Alexander Fortin, viajero habitual con base en República Dominicana, detalla en un artículo técnico el equipamiento que lleva consigo para recrear su 'sensación de hogar' en cualquier alojamiento del mundo. La pieza funciona como una guía práctica y personal sobre cómo construir un entorno digital completo sin depender de la infraestructura local.
El autor parte de una premisa: con una conexión a internet (WiFi, Ethernet o datos móviles 4G/5G), una toma de corriente y un televisor o monitor con HDMI, es posible desplegar en pocos minutos todo su arsenal tecnológico. La pieza central es el mini-router GL-AR300M con OpenWRT, que actúa como concentrador de red auto-configurable: Fortin lo enciende, conecta la fuente de internet disponible (repetidor WiFi, módem LTE o tethering con el iPhone) y en aproximadamente cinco minutos obtiene una red local privada a la que se vinculan automáticamente sus dispositivos.
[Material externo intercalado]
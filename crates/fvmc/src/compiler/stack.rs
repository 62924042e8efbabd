//! The per-block symbolic stack and the `stack.prepare` helper.

use crate::runtime::STACK_SIZE_LIMIT;
use fvmc_backend::{Attribute, Builder, FunctionAttributeLocation, IntCC, Linkage};

/// Symbolic stack of one basic block.
///
/// Values produced and consumed within the block never touch memory. Reads
/// below the block entry are loaded lazily through `sp` and cached; the net
/// effect against the global stack is written back once in
/// [`finalize`](Self::finalize), and the single bounds check lives in
/// `stack.prepare`, whose `min`/`max`/`diff` arguments are patched there.
pub(crate) struct LocalStack<B: Builder> {
    /// Values pushed within this block, bottom first.
    local: Vec<B::Value>,
    /// Cached reads below the entry top; index 0 is the first word below it.
    input: Vec<Option<B::Value>>,
    /// Pops that drained the entry stack after `local` emptied.
    global_pops: usize,
    /// Most negative stack depth reached, relative to entry.
    min_size: i64,
    /// Most positive stack depth reached, relative to entry.
    max_size: i64,
    /// The `stack.prepare` call; points at the slot above the entry top.
    sp: B::Value,
    word_type: B::Type,
    size_type: B::Type,
}

impl<B: Builder> LocalStack<B> {
    /// Emits the `stack.prepare` call for the current block. The `min`,
    /// `max` and `diff` arguments are placeholders until `finalize`.
    pub(crate) fn new(
        bcx: &mut B,
        stack_base: B::Value,
        stack_size_ptr: B::Value,
        jmp_buf: B::Value,
    ) -> Self {
        let word_type = bcx.type_int(128);
        let size_type = bcx.type_int(64);
        let prepare = stack_prepare_func(bcx);
        let undef = bcx.undef(size_type);
        let sp = bcx
            .call(prepare, &[stack_base, stack_size_ptr, undef, undef, undef, jmp_buf])
            .expect("stack.prepare returns a value");
        Self {
            local: Vec::new(),
            input: Vec::new(),
            global_pops: 0,
            min_size: 0,
            max_size: 0,
            sp,
            word_type,
            size_type,
        }
    }

    /// Stack depth relative to block entry.
    pub(crate) fn size(&self) -> i64 {
        self.local.len() as i64 - self.global_pops as i64
    }

    pub(crate) fn push(&mut self, value: B::Value) {
        self.local.push(value);
        self.max_size = self.max_size.max(self.size());
    }

    pub(crate) fn pop(&mut self, bcx: &mut B) -> B::Value {
        let item = self.get(bcx, 0);
        if !self.local.is_empty() {
            self.local.pop();
        } else {
            self.global_pops += 1;
        }
        self.min_size = self.min_size.min(self.size());
        item
    }

    /// The `index`-th element from the top without popping. Reads below the
    /// entry top load from the global stack once and are cached.
    pub(crate) fn get(&mut self, bcx: &mut B, index: usize) -> B::Value {
        if index < self.local.len() {
            return self.local[self.local.len() - 1 - index];
        }

        let idx = index - self.local.len() + self.global_pops;
        if idx >= self.input.len() {
            self.input.resize(idx + 1, None);
        }
        if let Some(item) = self.input[idx] {
            return item;
        }

        // Fetch an item from the global stack.
        let global_idx = -(idx as i64) - 1;
        let offset = bcx.iconst(self.size_type, global_idx);
        let slot = bcx.gep(self.word_type, self.sp, offset, "slot");
        let item = bcx.load(self.word_type, slot, "item");
        self.input[idx] = Some(item);
        // Remember the required stack size.
        self.min_size = self.min_size.min(global_idx);
        item
    }

    pub(crate) fn set(&mut self, index: usize, value: B::Value) {
        if index < self.local.len() {
            let len = self.local.len();
            self.local[len - 1 - index] = value;
            return;
        }

        let idx = index - self.local.len() + self.global_pops;
        debug_assert!(idx < self.input.len(), "set of an unread global slot");
        self.input[idx] = Some(value);
    }

    /// Copies the `index`-th element of the stack and pushes it on the top.
    pub(crate) fn dup(&mut self, bcx: &mut B, index: usize) {
        let value = self.get(bcx, index);
        self.push(value);
    }

    /// Swaps the top element with the `index`-th element. `index` must not
    /// be 0.
    pub(crate) fn swap(&mut self, bcx: &mut B, index: usize) {
        debug_assert!(index > 0);
        let value = self.get(bcx, index);
        let top = self.get(bcx, 0);
        self.set(index, top);
        self.set(0, value);
    }

    /// Patches the `stack.prepare` arguments and writes the net result of
    /// the block back to the global stack, before the block terminator if
    /// one exists.
    pub(crate) fn finalize(&mut self, bcx: &mut B, block: B::BasicBlock) {
        let min = bcx.iconst(self.size_type, self.min_size);
        let max = bcx.iconst(self.size_type, self.max_size);
        let diff = bcx.iconst(self.size_type, self.size());
        bcx.set_call_arg(self.sp, 2, min);
        bcx.set_call_arg(self.sp, 3, max);
        bcx.set_call_arg(self.sp, 4, diff);

        bcx.position_at_term(block);

        let mut input_it = self.input.iter().rev();
        let mut local_it = self.local.iter();
        for global_idx in -(self.input.len() as i64)..self.size() {
            let item = if global_idx < -(self.global_pops as i64) {
                // Update input items; unread slots are skipped.
                match input_it.next().expect("input underrun") {
                    Some(item) => *item,
                    None => continue,
                }
            } else {
                // Store new items.
                *local_it.next().expect("local underrun")
            };
            let offset = bcx.iconst(self.size_type, global_idx);
            let slot = bcx.gep(self.word_type, self.sp, offset, "slot");
            bcx.store(item, slot);
        }
    }
}

/// Builds (once per module) the private helper that bounds-checks a block's
/// whole stack effect and bumps the global size:
///
/// `stack.prepare(base, size_ptr, min, max, diff, jmp_buf) -> *word`
///
/// On a bounds violation it raises `gas_out` but still returns a well-formed
/// `sp`; the caller aborts at its next poll.
fn stack_prepare_func<B: Builder>(bcx: &mut B) -> B::Function {
    if let Some(func) = bcx.get_function("stack.prepare") {
        return func;
    }

    let ptr = bcx.type_ptr();
    let size_type = bcx.type_int(64);
    let word_type = bcx.type_int(128);
    bcx.get_or_build_function(
        "stack.prepare",
        &[ptr, ptr, size_type, size_type, size_type, ptr],
        Some(ptr),
        Linkage::Private,
        |bcx| {
            bcx.add_function_attribute(None, Attribute::NoUnwind, FunctionAttributeLocation::Function);
            bcx.add_function_attribute(None, Attribute::ReadNone, FunctionAttributeLocation::Param(0));
            bcx.add_function_attribute(None, Attribute::NoAlias, FunctionAttributeLocation::Param(1));
            bcx.add_function_attribute(None, Attribute::NoCapture, FunctionAttributeLocation::Param(1));

            let update = bcx.create_block("Update");
            let out_of_stack = bcx.create_block("OutOfStack");

            let base = bcx.fn_param(0);
            let size_ptr = bcx.fn_param(1);
            let min = bcx.fn_param(2);
            let max = bcx.fn_param(3);
            let diff = bcx.fn_param(4);
            // jmp_buf (param 5) is kept for ABI stability and unused.

            let size = bcx.load(size_type, size_ptr, "size");
            let size_min = bcx.iadd(size, min);
            let size_max = bcx.iadd(size, max);
            let min_ok = bcx.icmp_imm(IntCC::SignedGreaterThanOrEqual, size_min, 0);
            let max_ok =
                bcx.icmp_imm(IntCC::UnsignedLessThanOrEqual, size_max, STACK_SIZE_LIMIT as i64);
            let ok = bcx.bitand(min_ok, max_ok);
            bcx.brif(ok, update, out_of_stack);

            let bump = |bcx: &mut B| {
                let new_size = bcx.iadd(size, diff);
                bcx.store(new_size, size_ptr);
                let sp = bcx.gep(word_type, base, size, "sp");
                bcx.ret(Some(sp));
            };

            bcx.switch_to_block(update);
            bump(bcx);

            bcx.switch_to_block(out_of_stack);
            bcx.set_current_block_cold();
            let one = bcx.bool_const(true);
            let gas_out = bcx.global_addr("gas_out");
            bcx.store(one, gas_out);
            // Keep the downstream IR well-formed; the abort happens at the
            // caller's next gas_out poll.
            bump(bcx);
        },
    )
}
El MacBook Air M1 y el iPhone 16 son, según confiesa, las únicas piezas imprescindibles. El resto —un servidor Beelink EQ con Plex, Fire TV Stick, Nintendo Switch con dock, Kindle Paperwhite, un dock Anker, los altavoces Sonos Port, Sonos Roam, Sonos Ace y Minirig 3, una consola de DJ Reloop Ready, un mini-mezclador Aveek y un switch Gigabit de cinco puertos— permite sincronizar archivos con Resilio Sync, reproducir vídeo en streaming, jugar o escuchar música con calidad aceptable en cualquier sitio.
El artículo incluye un diagrama Mermaid con el cableado completo, recomendaciones de cables y adaptadores y casos de uso concretos. Fortin, que ha vivido en varios países durante años, invita a los lectores a compartir ideas alternativas a través de su página de contacto.